Peroxymonosulfate (PMS) activation is a promising technology for water purification, but the removal performance of multiple pollutant matrices and the mechanism for reactive species transformation in the heterogeneous catalytic system remain ambiguous. Herein, a novel CuFe2O4/diatomite was fabricated for PMS activation to achieve efficient removal of typical pesticides. Uniform distribution of CuFe2O4 on diatomite efficiently alleviated the agglomeration of CuFe2O4 and increased specific surface area (57.20 m2 g-1, 3.8-fold larger than CuFe2O4). CuFe2O4/5% diatomite (5-CFD)/PMS system showed nearly 100% removal efficiency for mixed pesticide solution within 10 min (0.10 g L-1 5-CFD and 0.40 g L-1 PMS) and excellent anti-interference performance towards various coexisting substances (>= 90% removal efficiency). The electrochemical measurements confirmed that the lower charge transfer resistance of 5-CFD significantly enhanced the electron-transfer capacity between 5-CFD and PMS, accelerating the reactions among ---Fe(III)/---Fe(II), ---Cu(II)/---Cu(I), and PMS, further generating center dot OH (261.3 mu M), 1O2 (138.8 mu M), SO4 center dot- (11.8 mu M), and O2 center dot-. The O in reactive oxygen species didn't originate from dissolved oxygen (DO) but PMS, independent of the low solubility of DO and slow diffusion rate of O2 in water.

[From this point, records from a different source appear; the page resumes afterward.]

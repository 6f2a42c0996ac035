// self
use crate::{_prelude::*, obs::Operation};

/// Type alias that resolves to an instrumented future when tracing is enabled.
#[cfg(feature = "tracing")]
pub type InstrumentedOperation<F> = tracing::instrument::Instrumented<F>;
/// Passthrough future type when tracing is disabled.
#[cfg(not(feature = "tracing"))]
pub type InstrumentedOperation<F> = F;

/// A span builder used by client operations.
#[derive(Clone, Debug)]
pub struct OperationSpan {
	#[cfg(feature = "tracing")]
	span: tracing::Span,
}
impl OperationSpan {
	/// Creates a new span tagged with the provided operation + stage.
	pub fn new(operation: Operation, stage: &'static str) -> Self {
		#[cfg(feature = "tracing")]
		{
			let span =
				tracing::info_span!("oauth2_pager.operation", operation = operation.as_str(), stage);

			Self { span }
		}
		#[cfg(not(feature = "tracing"))]
		{
			let _ = (operation, stage);

			Self {}
		}
	}

	/// Instruments an async block without holding a guard across `.await` points.
	pub fn instrument<Fut>(&self, fut: Fut) -> InstrumentedOperation<Fut>
	where
		Fut: Future,
	{
		#[cfg(feature = "tracing")]
		{
			use tracing::Instrument;

			fut.instrument(self.span.clone())
		}
		#[cfg(not(feature = "tracing"))]
		{
			fut
		}
	}
}

/// Emits a `warn` event describing a failed operation.
pub fn log_failure(operation: Operation, error: &dyn Display) {
	#[cfg(feature = "tracing")]
	{
		tracing::warn!(operation = operation.as_str(), %error, "operation failed");
	}
	#[cfg(not(feature = "tracing"))]
	{
		let _ = (operation, error);
	}
}

/// Emits a `warn` event for a failed request attempt that will be retried.
pub fn log_retry(url: &str, attempt: u8, refresh_token: bool, error: &dyn Display) {
	#[cfg(feature = "tracing")]
	{
		tracing::warn!(url, attempt, refresh_token, %error, "request attempt failed; retrying");
	}
	#[cfg(not(feature = "tracing"))]
	{
		let _ = (url, attempt, refresh_token, error);
	}
}

/// Emits an `info` event once a fresh bearer token is installed.
pub fn log_token_installed(generation: u64) {
	#[cfg(feature = "tracing")]
	{
		tracing::info!(generation, "new bearer token installed");
	}
	#[cfg(not(feature = "tracing"))]
	{
		let _ = generation;
	}
}

/// Emits an `info` event once the callback endpoint accepts connections.
pub fn log_listening(addr: &dyn Display) {
	#[cfg(feature = "tracing")]
	{
		tracing::info!(%addr, "authorization callback endpoint listening");
	}
	#[cfg(not(feature = "tracing"))]
	{
		let _ = addr;
	}
}
//! Validated client credentials for the client-credentials grant.

// self
use crate::{_prelude::*, auth::Secret};

const CLIENT_ID_MAX_LEN: usize = 256;

/// Error returned when credential validation fails.
#[derive(Clone, Debug, PartialEq, Eq, Serialize, ThisError)]
pub enum CredentialsError {
	/// The field was empty.
	#[error("{field} cannot be empty.")]
	Empty {
		/// Which credential field failed validation.
		field: &'static str,
	},
	/// The field contains whitespace characters.
	#[error("{field} contains whitespace.")]
	ContainsWhitespace {
		/// Which credential field failed validation.
		field: &'static str,
	},
	/// The client identifier exceeded the allowed character count.
	#[error("Client identifier exceeds {max} characters.")]
	TooLong {
		/// Maximum permitted character count.
		max: usize,
	},
}

/// Immutable client identifier + secret pair used to mint bearer tokens.
#[derive(Clone, PartialEq, Eq, Deserialize)]
#[serde(try_from = "RawCredentials")]
pub struct Credentials {
	client_id: String,
	client_secret: Secret,
}
impl Credentials {
	/// Creates credentials after validating both halves.
	pub fn new(
		client_id: impl AsRef<str>,
		client_secret: impl Into<String>,
	) -> Result<Self, CredentialsError> {
		let client_id = client_id.as_ref();
		let client_secret = client_secret.into();

		validate_view("Client identifier", client_id)?;

		if client_id.len() > CLIENT_ID_MAX_LEN {
			return Err(CredentialsError::TooLong { max: CLIENT_ID_MAX_LEN });
		}

		validate_view("Client secret", &client_secret)?;

		Ok(Self { client_id: client_id.to_owned(), client_secret: Secret::new(client_secret) })
	}

	/// OAuth 2.0 client identifier.
	pub fn client_id(&self) -> &str {
		&self.client_id
	}

	/// OAuth 2.0 client secret.
	pub fn client_secret(&self) -> &Secret {
		&self.client_secret
	}
}
impl Debug for Credentials {
	fn fmt(&self, f: &mut Formatter) -> FmtResult {
		f.debug_struct("Credentials")
			.field("client_id", &self.client_id)
			.field("client_secret", &self.client_secret)
			.finish()
	}
}
impl TryFrom<RawCredentials> for Credentials {
	type Error = CredentialsError;

	fn try_from(raw: RawCredentials) -> Result<Self, Self::Error> {
		Self::new(raw.client_id, raw.client_secret)
	}
}

#[derive(Deserialize)]
struct RawCredentials {
	client_id: String,
	client_secret: String,
}

fn validate_view(field: &'static str, view: &str) -> Result<(), CredentialsError> {
	if view.is_empty() {
		return Err(CredentialsError::Empty { field });
	}
	if view.chars().any(char::is_whitespace) {
		return Err(CredentialsError::ContainsWhitespace { field });
	}

	Ok(())
}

Furthermore, the production of 1O2 went through the process: PMS -> O2 center dot- -> 1O2, and SO4 center dot- could rapidly convert into center dot OH. The degradation pathways and the evolution of intermediates were proposed by HPLC-QTOF-MS/MS and DFT calculations. QSAR analysis illustrated that the toxicity became lower with the reaction process. This study provides novel insights into the mechanism for pesticide degradation and active species transformation and the anti-interference capability of systems.